Osobiste doświadczenia w terapii,
spisane przez pacjentkę.

Opisy przypadków

Bóle pleców

Moja pierwsza wizyta u pani Joli Szyszło była kilka lat temu, a związana była z dotkliwym bólem w dolnej części pleców, który uniemożliwiał mi poruszanie się, a nawet ubieranie samodzielne.


Leki przypisane mi przez lekarza przyprawiły mnie o kłopoty z kojarzeniem i koncentracją i nie pomagały na ból. Ponieważ wybieraliśmy się razem z dziećmi na letni wypoczynek w góry potrzebowałam radykalnej pomocy.


W trakcie pierwszej terapii okazało się, że duży wpływ na moje przypadłości maja moje przeżycia emocjonalne, których nigdy nie kojarzyłam ze sobą. Niestety intensywny tryb życia i bieżący stres dawały skutek uboczny w postaci gwałtownych bólów pleców i stóp.


W trakcie terapii pojawiają się nawet wspomnienia z wczesnego dzieciństwa, które skutkują w moim obecnym życiu.


Są dni, kiedy zabiegi tylko mnie wyciszają, rozluźniają i uspokajają. Czuje wtedy, iż następuje równowaga ciała i umysłu.Nazwałam to „całkowitym byciem samym ze sobą”. Są też takie dni, kiedy ciało buntuje się i są to minuty wewnętrznego niepokoju, rozterek, całkowitego wyczerpania.
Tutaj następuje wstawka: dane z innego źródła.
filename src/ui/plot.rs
use eframe::egui::Ui;
use egui_plot::{Bar, BarChart, GridInput, GridMark, Legend, Plot};

use crate::state::AppState;

// ---------------------------------------------------------------------------
// Bar chart (central panel)
// ---------------------------------------------------------------------------

/// Render the grouped bar chart in the central panel.
pub fn bar_chart(ui: &mut Ui, state: &AppState) {
    let figure = &state.view.figure;
    if figure.is_empty() {
        ui.centered_and_justified(|ui: &mut Ui| {
            ui.heading("No rows match the current filters");
        });
        return;
    }

    let n_categories = figure.categories.len();
    let categories = figure.categories.clone();
    let x_formatter = move |mark: GridMark, _range: &std::ops::RangeInclusive<f64>| {
        let i = mark.value.round();
        if (mark.value - i).abs() > 1e-6 || i < 0.0 {
            return String::new();
        }
        categories.get(i as usize).cloned().unwrap_or_default()
    };

    Plot::new("placename_bars")
        .legend(Legend::default())
        .x_axis_label(figure.x_label)
        .y_axis_label(figure.y_label)
        .x_axis_formatter(x_formatter)
        .x_grid_spacer(move |input: GridInput| category_marks(input.bounds, n_categories))
        .include_y(0.0)
        .allow_boxed_zoom(true)
        .allow_drag(true)
        .allow_scroll(true)
        .allow_zoom(true)
        .show(ui, |plot_ui| {
            for (s, series) in figure.series.iter().enumerate() {
                let (offset, width) = figure.slot(s);
                let bars: Vec<Bar> = series
                    .segments
                    .iter()
                    .map(|seg| {
                        // The tooltip shows the bar name.
                        Bar::new(seg.category as f64 + offset, seg.count_year as f64)
                            .base_offset(seg.base as f64)
                            .width(width)
                            .name(&seg.hover)
                            .fill(series.fill)
                    })
                    .collect();

                let chart = BarChart::new(bars)
                    .name(&series.name)
                    .color(series.fill)
                    .element_formatter(Box::new(|bar: &Bar, _chart: &BarChart| bar.name.clone()));

                plot_ui.bar_chart(chart);
            }
        });
}

/// One unit-step mark per category inside `bounds`, so every placename gets
/// a tick whatever the zoom.
fn category_marks(bounds: (f64, f64), n_categories: usize) -> Vec<GridMark> {
    if n_categories == 0 {
        return Vec::new();
    }
    let last = (n_categories - 1) as f64;
    let lo = bounds.0.ceil().max(0.0);
    let hi = bounds.1.floor().min(last);
    if lo > hi {
        return Vec::new();
    }
    (lo as usize..=hi as usize)
        .map(|i| GridMark {
            value: i as f64,
            step_size: 1.0,
        })
        .collect()
}
use std::sync::Arc;

use crate::config::NumericField;
use crate::data::filter::Selection;
use crate::view::{Dashboard, View};

// ---------------------------------------------------------------------------
// Application state
// ---------------------------------------------------------------------------

/// Text typed into a numeric input, kept verbatim so the field can be edited
/// freely; parsed into the selection on every change.
#[derive(Debug, Clone, Default)]
pub struct NumericInputs {
    pub year_start: String,
    pub year_end: String,
    pub min_count_total: String,
    pub max_count_total: String,
}

impl NumericInputs {
    pub fn text_mut(&mut self, field: NumericField) -> &mut String {
        match field {
            NumericField::YearStart => &mut self.year_start,
            NumericField::YearEnd => &mut self.year_end,
            NumericField::MinCountTotal => &mut self.min_count_total,
            NumericField::MaxCountTotal => &mut self.max_count_total,
        }
    }
}

/// The full UI state, independent of rendering.
pub struct AppState {
    /// Loaded dashboard, shared and never mutated.
    pub dashboard: Arc<Dashboard>,

    /// Current widget selections.
    pub selection: Selection,

    /// Raw numeric input text.
    pub inputs: NumericInputs,

    /// Years currently offered by the year widget.
    pub year_options: Vec<i32>,

    /// Result of the last render.
    pub view: View,

    /// Status / error message shown in the UI.
    pub status_message: Option<String>,
}

impl AppState {
    pub fn new(dashboard: Arc<Dashboard>) -> Self {
        let selection = Selection::default();
        let view = dashboard.render(&selection);
        Self {
            year_options: dashboard.options.years.clone(),
            dashboard,
            selection,
            inputs: NumericInputs::default(),
            view,
            status_message: None,
        }
    }

    /// Re-render the chart from the current selection.
    pub fn refresh(&mut self) {
        self.view = self.dashboard.render(&self.selection);
    }

    /// Recompute year options after a placename change and drop selected
    /// years that are no longer offered.
    fn placenames_changed(&mut self) {
        if !self.dashboard.variant.dependent_years() {
            return;
        }
        self.year_options = self.dashboard.year_options(&self.selection);
        let offered = &self.year_options;
        self.selection.years.retain(|y| offered.binary_search(y).is_ok());
    }

    pub fn toggle_placename(&mut self, placename: &str) {
        if !self.selection.placenames.remove(placename) {
            self.selection.placenames.insert(placename.to_string());
        }
        self.placenames_changed();
        self.refresh();
    }

    pub fn toggle_year(&mut self, year: i32) {
        if !self.selection.years.remove(&year) {
            self.selection.years.insert(year);
        }
        self.refresh();
    }

    pub fn toggle_type(&mut self, kind: &str) {
        if !self.selection.types.remove(kind) {
            self.selection.types.insert(kind.to_string());
        }
        self.refresh();
    }

    /// Select every offered placename.
    pub fn select_all_placenames(&mut self) {
        self.selection.placenames = self.dashboard.options.placenames.iter().cloned().collect();
        self.placenames_changed();
        self.refresh();
    }

    pub fn select_all_years(&mut self) {
        self.selection.years = self.year_options.iter().copied().collect();
        self.refresh();
    }

    pub fn select_all_types(&mut self) {
        self.selection.types = self.dashboard.options.types.iter().cloned().collect();
        self.refresh();
    }

    /// Clear a selection; an empty selection means "no filter".
    pub fn clear_placenames(&mut self) {
        self.selection.placenames.clear();
        self.placenames_changed();
        self.refresh();
    }

    pub fn clear_years(&mut self) {
        self.selection.years.clear();
        self.refresh();
    }

    pub fn clear_types(&mut self) {
        self.selection.types.clear();
        self.refresh();
    }

    /// Parse the text of a numeric input into the selection. Empty text
    /// clears the bound; unparsable text also clears it and sets a status.
    pub fn numeric_changed(&mut self, field: NumericField) {
        let text = self.inputs.text_mut(field).trim().to_string();
        self.status_message = None;

        let value: Option<i64> = if text.is_empty() {
            None
        } else {
            match text.parse::<i64>() {
                Ok(v) => Some(v),
                Err(_) => {
                    self.status_message = Some(format!("{}: '{text}' is not a number", field.placeholder()));
                    None
                }
            }
        };

        match field {
            NumericField::YearStart => self.selection.year_start = self.to_year(field, value),
            NumericField::YearEnd => self.selection.year_end = self.to_year(field, value),
            NumericField::MinCountTotal => self.selection.min_count_total = value,
            NumericField::MaxCountTotal => self.selection.max_count_total = value,
        }
        self.refresh();
    }

    /// Narrow a parsed bound to a year; out-of-range values clear the bound
    /// and set a status.
    fn to_year(&mut self, field: NumericField, value: Option<i64>) -> Option<i32> {
        let v = value?;
        match i32::try_from(v) {
            Ok(year) => Some(year),
            Err(_) => {
                self.status_message = Some(format!("{}: {v} is out of range", field.placeholder()));
                None
            }
        }
    }
}
use std::collections::{BTreeSet, HashSet};

use serde::Serialize;

use super::model::Dataset;
use super::normalize::NORMALIZED_TYPE_ORDER;
use crate::config::Variant;

/// Values offered by the three multi-select widgets.
#[derive(Debug, Clone, Default, PartialEq, Eq, Serialize)]
pub struct SelectionOptions {
    pub placenames: Vec<String>,
    pub years: Vec<i32>,
    pub types: Vec<String>,
}

impl SelectionOptions {
    /// Options shown before the user has selected anything.
    pub fn initial(dataset: &Dataset, variant: Variant) -> Self {
        SelectionOptions {
            placenames: placename_options(dataset),
            years: year_options(dataset, variant, &BTreeSet::new()),
            types: type_options(dataset, variant),
        }
    }
}

/// Distinct placenames, ascending.
pub fn placename_options(dataset: &Dataset) -> Vec<String> {
    dataset
        .rows
        .iter()
        .map(|r| r.placename.as_str())
        .collect::<BTreeSet<_>>()
        .into_iter()
        .map(str::to_string)
        .collect()
}

/// Distinct years of the whole dataset, ascending.
pub fn all_years(dataset: &Dataset) -> Vec<i32> {
    dataset
        .rows
        .iter()
        .map(|r| r.year)
        .collect::<BTreeSet<_>>()
        .into_iter()
        .collect()
}

/// Distinct years among rows whose placename is selected, ascending.
/// Nothing selected offers nothing.
pub fn years_for_placenames(dataset: &Dataset, placenames: &BTreeSet<String>) -> Vec<i32> {
    if placenames.is_empty() {
        return Vec::new();
    }
    dataset
        .rows
        .iter()
        .filter(|r| placenames.contains(&r.placename))
        .map(|r| r.year)
        .collect::<BTreeSet<_>>()
        .into_iter()
        .collect()
}

/// Year options for the current placename selection under `variant`.
pub fn year_options(dataset: &Dataset, variant: Variant, placenames: &BTreeSet<String>) -> Vec<i32> {
    if variant.dependent_years() {
        years_for_placenames(dataset, placenames)
    } else {
        all_years(dataset)
    }
}

/// Type options: first-appearance order of non-empty values, or the fixed
/// vocabulary order when types are normalized.
pub fn type_options(dataset: &Dataset, variant: Variant) -> Vec<String> {
    if variant.normalizes_types() {
        return NORMALIZED_TYPE_ORDER.iter().map(|t| t.to_string()).collect();
    }
    let mut seen = HashSet::new();
    dataset
        .rows
        .iter()
        .map(|r| dataset.type_of(r))
        .filter(|t| !t.is_empty() && seen.insert(*t))
        .map(str::to_string)
        .collect()
}
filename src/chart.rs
use std::collections::HashMap;

use eframe::egui::Color32;
use serde::Serialize;

use crate::color::{to_hex, ColorMap};
use crate::data::model::{Row, TypeColumn};

/// Tick label rotation of the placename axis, in degrees.
pub const TICK_ANGLE: i32 = -45;

/// Share of a category slot covered by its group of bars.
const GROUP_WIDTH: f64 = 0.8;

// ---------------------------------------------------------------------------
// Figure model
// ---------------------------------------------------------------------------

/// A grouped bar chart: one category per placename, one series per type.
#[derive(Debug, Clone, Default, PartialEq, Serialize)]
pub struct BarFigure {
    /// Placenames, by descending total bar height.
    pub categories: Vec<String>,
    /// One series per type, in order of first appearance in the rows.
    pub series: Vec<BarSeries>,
    pub bar_mode: &'static str,
    pub tick_angle: i32,
    pub x_label: &'static str,
    pub y_label: &'static str,
}

#[derive(Debug, Clone, PartialEq, Serialize)]
pub struct BarSeries {
    pub name: String,
    pub color: String,
    #[serde(skip)]
    pub fill: Color32,
    pub segments: Vec<BarSegment>,
}

/// One row rendered as one bar segment.
#[derive(Debug, Clone, PartialEq, Serialize)]
pub struct BarSegment {
    pub placename: String,
    /// Position of `placename` in [`BarFigure::categories`].
    pub category: usize,
    pub year: i32,
    pub count_year: u64,
    pub count_total: u64,
    /// Height of the segments stacked below this one.
    pub base: u64,
    pub hover: String,
}

/// Tooltip lines for a row, in display order.
pub fn hover_lines(row: &Row) -> [String; 4] {
    [
        format!("Placename: {}", row.placename),
        format!("Year: {}", row.year),
        format!("Count Year: {}", row.count_year),
        format!("Total Count: {}", row.count_total),
    ]
}

impl BarFigure {
    /// Build the figure from filtered rows. Every row becomes its own segment;
    /// rows sharing a placename and type stack in input order.
    pub fn build(rows: &[&Row], type_column: TypeColumn, colors: &ColorMap) -> Self {
        let categories = category_order(rows);
        let category_index: HashMap<&str, usize> = categories
            .iter()
            .enumerate()
            .map(|(i, c)| (c.as_str(), i))
            .collect();

        let mut series: Vec<BarSeries> = Vec::new();
        let mut series_index: HashMap<&str, usize> = HashMap::new();
        let mut stack_top: HashMap<(usize, usize), u64> = HashMap::new();

        for row in rows {
            let kind = row.category(type_column);
            let s = *series_index.entry(kind).or_insert_with(|| {
                let fill = colors.color_for(kind);
                series.push(BarSeries {
                    name: kind.to_string(),
                    color: to_hex(fill),
                    fill,
                    segments: Vec::new(),
                });
                series.len() - 1
            });
            let category = category_index[row.placename.as_str()];
            let top = stack_top.entry((s, category)).or_insert(0);

            series[s].segments.push(BarSegment {
                placename: row.placename.clone(),
                category,
                year: row.year,
                count_year: row.count_year,
                count_total: row.count_total,
                base: *top,
                hover: hover_lines(row).join("\n"),
            });
            *top += row.count_year;
        }

        BarFigure {
            categories,
            series,
            bar_mode: "group",
            tick_angle: TICK_ANGLE,
            x_label: "placename",
            y_label: "count_year",
        }
    }

    pub fn is_empty(&self) -> bool {
        self.series.is_empty()
    }

    /// Centre offset and width of `series` bars relative to a category slot.
    pub fn slot(&self, series: usize) -> (f64, f64) {
        let n = self.series.len().max(1) as f64;
        let width = GROUP_WIDTH / n;
        let offset = (series as f64 - (n - 1.0) / 2.0) * width;
        (offset, width)
    }
}

/// Placenames ordered by summed `count_year`, largest first; equal totals
/// keep first-appearance order.
fn category_order(rows: &[&Row]) -> Vec<String> {
    let mut totals: Vec<(&str, u64)> = Vec::new();
    let mut index: HashMap<&str, usize> = HashMap::new();
    for row in rows {
        let i = *index.entry(row.placename.as_str()).or_insert_with(|| {
            totals.push((row.placename.as_str(), 0));
            totals.len() - 1
        });
        totals[i].1 += row.count_year;
    }
    totals.sort_by(|a, b| b.1.cmp(&a.1));
    totals.into_iter().map(|(p, _)| p.to_string()).collect()
}

#[cfg(test)]
mod tests {
    use super::*;
    use crate::data::filter::{filter_rows, Selection};
    use crate::data::model::testing::{row, sample};
    use crate::data::model::Dataset;

    fn figure(ds: &Dataset) -> BarFigure {
        let rows = filter_rows(ds, &Selection::default());
        BarFigure::build(&rows, ds.type_column, &ColorMap::new(&["city", "state"][..]))
    }

    #[test]
    fn categories_ordered_by_total_height() {
        let fig = figure(&sample());
        // Sydney 50 + 30 outranks Perth 20, although Perth sorts first.
        assert_eq!(fig.categories, ["Sydney", "Perth"]);
        assert_eq!(fig.tick_angle, -45);
        assert_eq!(fig.bar_mode, "group");
    }

    #[test]
    fn rows_of_a_series_stack_per_placename() {
        let fig = figure(&sample());
        assert_eq!(fig.series.len(), 1);
        let segs = &fig.series[0].segments;
        assert_eq!(segs.len(), 3);
        // Perth first in row order, then Sydney 2000 and 2001 stacked.
        assert_eq!((segs[0].placename.as_str(), segs[0].base), ("Perth", 0));
        assert_eq!((segs[1].year, segs[1].base, segs[1].category), (2000, 0, 0));
        assert_eq!((segs[2].year, segs[2].base, segs[2].category), (2001, 50, 0));
    }

    #[test]
    fn hover_has_four_literal_lines() {
        let fig = figure(&sample());
        let seg = &fig.series[0].segments[2];
        let lines: Vec<&str> = seg.hover.lines().collect();
        assert_eq!(
            lines,
            ["Placename: Sydney", "Year: 2001", "Count Year: 30", "Total Count: 500"]
        );
    }

    #[test]
    fn one_series_per_type_in_appearance_order() {
        let ds = Dataset::new(
            vec![
                row("A", 2000, "state", 5, 5),
                row("A", 2000, "city", 3, 3),
                row("B", 2000, "city", 1, 1),
            ],
            TypeColumn::Type,
        );
        let fig = figure(&ds);
        let names: Vec<&str> = fig.series.iter().map(|s| s.name.as_str()).collect();
        // Sorted rows: A/state(5) then A/city(3) by count_total desc, then B.
        assert_eq!(names, ["state", "city"]);
        assert_ne!(fig.series[0].fill, fig.series[1].fill);
        assert!(fig.series[0].color.starts_with('#'));

        let (o0, w0) = fig.slot(0);
        let (o1, w1) = fig.slot(1);
        assert_eq!(w0, w1);
        assert!((o0 + o1).abs() < 1e-9);
        assert!(o0 < o1);
    }

    #[test]
    fn empty_rows_render_empty_figure() {
        let fig = BarFigure::build(&[], TypeColumn::Type, &ColorMap::default());
        assert!(fig.is_empty());
        assert!(fig.categories.is_empty());
        assert_eq!(fig.slot(0), (0.0, 0.8));
    }
}
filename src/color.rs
use std::collections::BTreeMap;

use eframe::egui::Color32;
use palette::{Hsl, IntoColor, Srgb};

// ---------------------------------------------------------------------------
// Color palette generator
// ---------------------------------------------------------------------------

/// Generates `n` visually distinct colours using evenly spaced hues.
pub fn generate_palette(n: usize) -> Vec<Color32> {
    if n == 0 {
        return Vec::new();
    }
    (0..n)
        .map(|i| {
            let hue = (i as f32 / n as f32) * 360.0;
            let hsl = Hsl::new(hue, 0.75, 0.55);
            let rgb: Srgb = hsl.into_color();
            Color32::from_rgb(
                (rgb.red * 255.0) as u8,
                (rgb.green * 255.0) as u8,
                (rgb.blue * 255.0) as u8,
            )
        })
        .collect()
}

/// `#rrggbb` form used in JSON figures.
pub fn to_hex(color: Color32) -> String {
    format!("#{:02x}{:02x}{:02x}", color.r(), color.g(), color.b())
}

// ---------------------------------------------------------------------------
// Color mapping: type → Color32
// ---------------------------------------------------------------------------

/// Maps every offered type to a distinct colour, so a type keeps its colour
/// whatever the current filter leaves on screen.
#[derive(Debug, Clone, Default)]
pub struct ColorMap {
    mapping: BTreeMap<String, Color32>,
}

impl ColorMap {
    /// Assign palette colours to `types` in the order given.
    pub fn new<S: AsRef<str>>(types: &[S]) -> Self {
        let palette = generate_palette(types.len());
        let mapping = types
            .iter()
            .zip(palette)
            .map(|(t, c)| (t.as_ref().to_string(), c))
            .collect();
        ColorMap { mapping }
    }

    /// Colour for `kind`; types outside the map fall back to grey.
    pub fn color_for(&self, kind: &str) -> Color32 {
        self.mapping.get(kind).copied().unwrap_or(Color32::GRAY)
    }
}

#[cfg(test)]
mod tests {
    use super::*;

    #[test]
    fn palette_colours_are_distinct() {
        let p = generate_palette(7);
        assert_eq!(p.len(), 7);
        for (i, a) in p.iter().enumerate() {
            for b in &p[i + 1..] {
                assert_ne!(a, b);
            }
        }
        assert!(generate_palette(0).is_empty());
    }

    #[test]
    fn unknown_type_is_grey() {
        let cm = ColorMap::new(&["city", "state"][..]);
        assert_ne!(cm.color_for("city"), cm.color_for("state"));
        assert_eq!(cm.color_for("moon"), Color32::GRAY);
    }

    #[test]
    fn hex_format() {
        assert_eq!(to_hex(Color32::from_rgb(255, 0, 16)), "#ff0010");
    }
}
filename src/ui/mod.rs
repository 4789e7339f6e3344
pub mod panels;
pub mod plot;
use super::model::Dataset;

/// Types kept as they are by [`normalize_types`].
pub const ALLOWED_TYPES: [&str; 6] = ["continent", "territory", "region", "country", "state", "city"];

/// Catch-all category for everything outside [`ALLOWED_TYPES`].
pub const OTHERS: &str = "others";

/// Fixed option ordering offered when types are normalized.
pub const NORMALIZED_TYPE_ORDER: [&str; 7] = [
    "continent",
    "region",
    "territory",
    "country",
    "state",
    "city",
    OTHERS,
];

/// Map a single type value into the allowed vocabulary.
pub fn normalize_type(value: &str) -> &str {
    if ALLOWED_TYPES.contains(&value) {
        value
    } else {
        OTHERS
    }
}

/// Collapse the configured type column of every row into the allowed
/// vocabulary. Consumes the freshly loaded dataset before it is shared.
pub fn normalize_types(mut dataset: Dataset) -> Dataset {
    let column = dataset.type_column;
    for row in &mut dataset.rows {
        let value = row.category_mut(column);
        if normalize_type(value) == OTHERS {
            *value = OTHERS.to_string();
        }
    }
    dataset
}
Czasami te uczucia mijają szybko czasami równowaga przychodzi dopiero po kilku godzinach. Bywają też spotkania, podczas których wracają wspomnienia zdarzeń te, o których pamiętam i te, które dawno wyrzuciłam ze wspomnień.


Podczas ostatniej terapii byłam tak spokojna, że nie czułam strachu przed niczym. Od tej pory unikam leków p/bólowych, ale częściej odwiedzam gabinet chiropraktyka.